* **What the task asks**
Transcribe the data. Leave out nothing.

* **Input**

▼

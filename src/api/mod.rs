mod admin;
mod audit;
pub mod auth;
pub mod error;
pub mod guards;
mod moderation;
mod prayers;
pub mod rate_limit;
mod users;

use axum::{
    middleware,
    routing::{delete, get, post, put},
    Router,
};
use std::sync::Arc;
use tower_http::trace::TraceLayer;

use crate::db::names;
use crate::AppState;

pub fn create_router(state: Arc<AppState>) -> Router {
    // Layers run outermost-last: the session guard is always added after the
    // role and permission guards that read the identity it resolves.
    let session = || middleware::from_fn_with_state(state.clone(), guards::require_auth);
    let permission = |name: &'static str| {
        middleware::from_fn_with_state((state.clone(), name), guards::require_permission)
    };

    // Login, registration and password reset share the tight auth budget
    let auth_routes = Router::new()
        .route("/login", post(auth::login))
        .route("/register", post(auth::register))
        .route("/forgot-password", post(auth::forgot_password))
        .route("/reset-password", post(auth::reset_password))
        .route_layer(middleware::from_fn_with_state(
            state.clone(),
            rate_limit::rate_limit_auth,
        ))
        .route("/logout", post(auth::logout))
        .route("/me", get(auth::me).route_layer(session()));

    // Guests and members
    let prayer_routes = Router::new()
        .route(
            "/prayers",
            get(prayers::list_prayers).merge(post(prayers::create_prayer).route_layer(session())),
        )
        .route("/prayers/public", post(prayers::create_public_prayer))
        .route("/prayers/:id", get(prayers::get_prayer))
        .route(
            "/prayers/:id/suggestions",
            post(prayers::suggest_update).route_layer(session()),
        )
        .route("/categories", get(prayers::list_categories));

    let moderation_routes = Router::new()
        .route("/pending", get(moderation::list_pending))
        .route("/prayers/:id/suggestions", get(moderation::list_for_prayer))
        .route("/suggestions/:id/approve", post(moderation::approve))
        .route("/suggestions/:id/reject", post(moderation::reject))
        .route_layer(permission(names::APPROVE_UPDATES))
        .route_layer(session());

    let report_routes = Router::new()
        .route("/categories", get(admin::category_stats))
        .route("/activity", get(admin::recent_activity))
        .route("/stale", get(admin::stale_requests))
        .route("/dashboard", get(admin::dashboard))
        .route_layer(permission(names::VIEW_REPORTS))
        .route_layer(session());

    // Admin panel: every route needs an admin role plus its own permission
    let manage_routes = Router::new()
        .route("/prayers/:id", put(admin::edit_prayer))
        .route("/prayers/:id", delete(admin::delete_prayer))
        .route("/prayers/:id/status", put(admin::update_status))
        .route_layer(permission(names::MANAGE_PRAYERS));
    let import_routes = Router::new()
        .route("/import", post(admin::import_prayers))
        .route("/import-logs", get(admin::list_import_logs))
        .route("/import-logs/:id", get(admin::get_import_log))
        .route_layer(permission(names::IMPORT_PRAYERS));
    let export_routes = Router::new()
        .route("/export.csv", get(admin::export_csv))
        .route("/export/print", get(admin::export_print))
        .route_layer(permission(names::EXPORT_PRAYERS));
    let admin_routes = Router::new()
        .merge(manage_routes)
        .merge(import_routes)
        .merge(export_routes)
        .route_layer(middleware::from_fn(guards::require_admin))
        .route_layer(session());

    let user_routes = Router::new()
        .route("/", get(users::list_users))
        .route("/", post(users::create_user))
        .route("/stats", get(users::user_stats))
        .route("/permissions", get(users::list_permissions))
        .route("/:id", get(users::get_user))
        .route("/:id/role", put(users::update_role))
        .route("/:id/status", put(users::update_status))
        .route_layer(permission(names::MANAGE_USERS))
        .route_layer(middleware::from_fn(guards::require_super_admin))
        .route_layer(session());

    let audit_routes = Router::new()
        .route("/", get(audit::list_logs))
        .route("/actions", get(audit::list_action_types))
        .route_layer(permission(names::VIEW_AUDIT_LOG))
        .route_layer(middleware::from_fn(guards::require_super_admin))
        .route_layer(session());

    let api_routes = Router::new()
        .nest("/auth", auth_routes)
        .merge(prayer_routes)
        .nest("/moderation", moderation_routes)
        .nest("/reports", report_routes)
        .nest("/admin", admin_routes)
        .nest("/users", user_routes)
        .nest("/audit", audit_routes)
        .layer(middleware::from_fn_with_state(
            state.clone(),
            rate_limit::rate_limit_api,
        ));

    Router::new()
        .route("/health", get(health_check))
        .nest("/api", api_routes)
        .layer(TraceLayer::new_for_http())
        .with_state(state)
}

▲

* **Result for this exercise**
filename src/api/mod.rs
mod admin;
mod audit;
pub mod auth;
pub mod error;
pub mod guards;
mod moderation;
mod prayers;
pub mod rate_limit;
mod users;

use axum::{
    middleware,
    routing::{delete, get, post, put},
    Router,
};
use std::sync::Arc;
use tower_http::trace::TraceLayer;

use crate::db::names;
use crate::AppState;

pub fn create_router(state: Arc<AppState>) -> Router {
    // Layers run outermost-last: the session guard is always added after the
    // role and permission guards that read the identity it resolves.
    let session = || middleware::from_fn_with_state(state.clone(), guards::require_auth);
    let permission = |name: &'static str| {
        middleware::from_fn_with_state((state.clone(), name), guards::require_permission)
    };

    // Login, registration and password reset share the tight auth budget
    let auth_routes = Router::new()
        .route("/login", post(auth::login))
        .route("/register", post(auth::register))
        .route("/forgot-password", post(auth::forgot_password))
        .route("/reset-password", post(auth::reset_password))
        .route_layer(middleware::from_fn_with_state(
            state.clone(),
            rate_limit::rate_limit_auth,
        ))
        .route("/logout", post(auth::logout))
        .route("/me", get(auth::me).route_layer(session()));

    // Guests and members
    let prayer_routes = Router::new()
        .route(
            "/prayers",
            get(prayers::list_prayers).merge(post(prayers::create_prayer).route_layer(session())),
        )
        .route("/prayers/public", post(prayers::create_public_prayer))
        .route("/prayers/:id", get(prayers::get_prayer))
        .route(
            "/prayers/:id/suggestions",
            post(prayers::suggest_update).route_layer(session()),
        )
        .route("/categories", get(prayers::list_categories));

    let moderation_routes = Router::new()
        .route("/pending", get(moderation::list_pending))
        .route("/prayers/:id/suggestions", get(moderation::list_for_prayer))
        .route("/suggestions/:id/approve", post(moderation::approve))
        .route("/suggestions/:id/reject", post(moderation::reject))
        .route_layer(permission(names::APPROVE_UPDATES))
        .route_layer(session());

    let report_routes = Router::new()
        .route("/categories", get(admin::category_stats))
        .route("/activity", get(admin::recent_activity))
        .route("/stale", get(admin::stale_requests))
        .route("/dashboard", get(admin::dashboard))
        .route_layer(permission(names::VIEW_REPORTS))
        .route_layer(session());

    // Admin panel: every route needs an admin role plus its own permission
    let manage_routes = Router::new()
        .route("/prayers/:id", put(admin::edit_prayer))
        .route("/prayers/:id", delete(admin::delete_prayer))
        .route("/prayers/:id/status", put(admin::update_status))
        .route_layer(permission(names::MANAGE_PRAYERS));
    let import_routes = Router::new()
        .route("/import", post(admin::import_prayers))
        .route("/import-logs", get(admin::list_import_logs))
        .route("/import-logs/:id", get(admin::get_import_log))
        .route_layer(permission(names::IMPORT_PRAYERS));
    let export_routes = Router::new()
        .route("/export.csv", get(admin::export_csv))
        .route("/export/print", get(admin::export_print))
        .route_layer(permission(names::EXPORT_PRAYERS));
    let admin_routes = Router::new()
        .merge(manage_routes)
        .merge(import_routes)
        .merge(export_routes)
        .route_layer(middleware::from_fn(guards::require_admin))
        .route_layer(session());

    let user_routes = Router::new()
        .route("/", get(users::list_users))
        .route("/", post(users::create_user))
        .route("/stats", get(users::user_stats))
        .route("/permissions", get(users::list_permissions))
        .route("/:id", get(users::get_user))
        .route("/:id/role", put(users::update_role))
        .route("/:id/status", put(users::update_status))
        .route_layer(permission(names::MANAGE_USERS))
        .route_layer(middleware::from_fn(guards::require_super_admin))
        .route_layer(session());

    let audit_routes = Router::new()
        .route("/", get(audit::list_logs))
        .route("/actions", get(audit::list_action_types))
        .route_layer(permission(names::VIEW_AUDIT_LOG))
        .route_layer(middleware::from_fn(guards::require_super_admin))
        .route_layer(session());

    let api_routes = Router::new()
        .nest("/auth", auth_routes)
        .merge(prayer_routes)
        .nest("/moderation", moderation_routes)
        .nest("/reports", report_routes)
        .nest("/admin", admin_routes)
        .nest("/users", user_routes)
        .nest("/audit", audit_routes)
        .layer(middleware::from_fn_with_state(
            state.clone(),
            rate_limit::rate_limit_api,
        ));

    Router::new()
        .route("/health", get(health_check))
        .nest("/api", api_routes)
        .layer(TraceLayer::new_for_http())
        .with_state(state)
}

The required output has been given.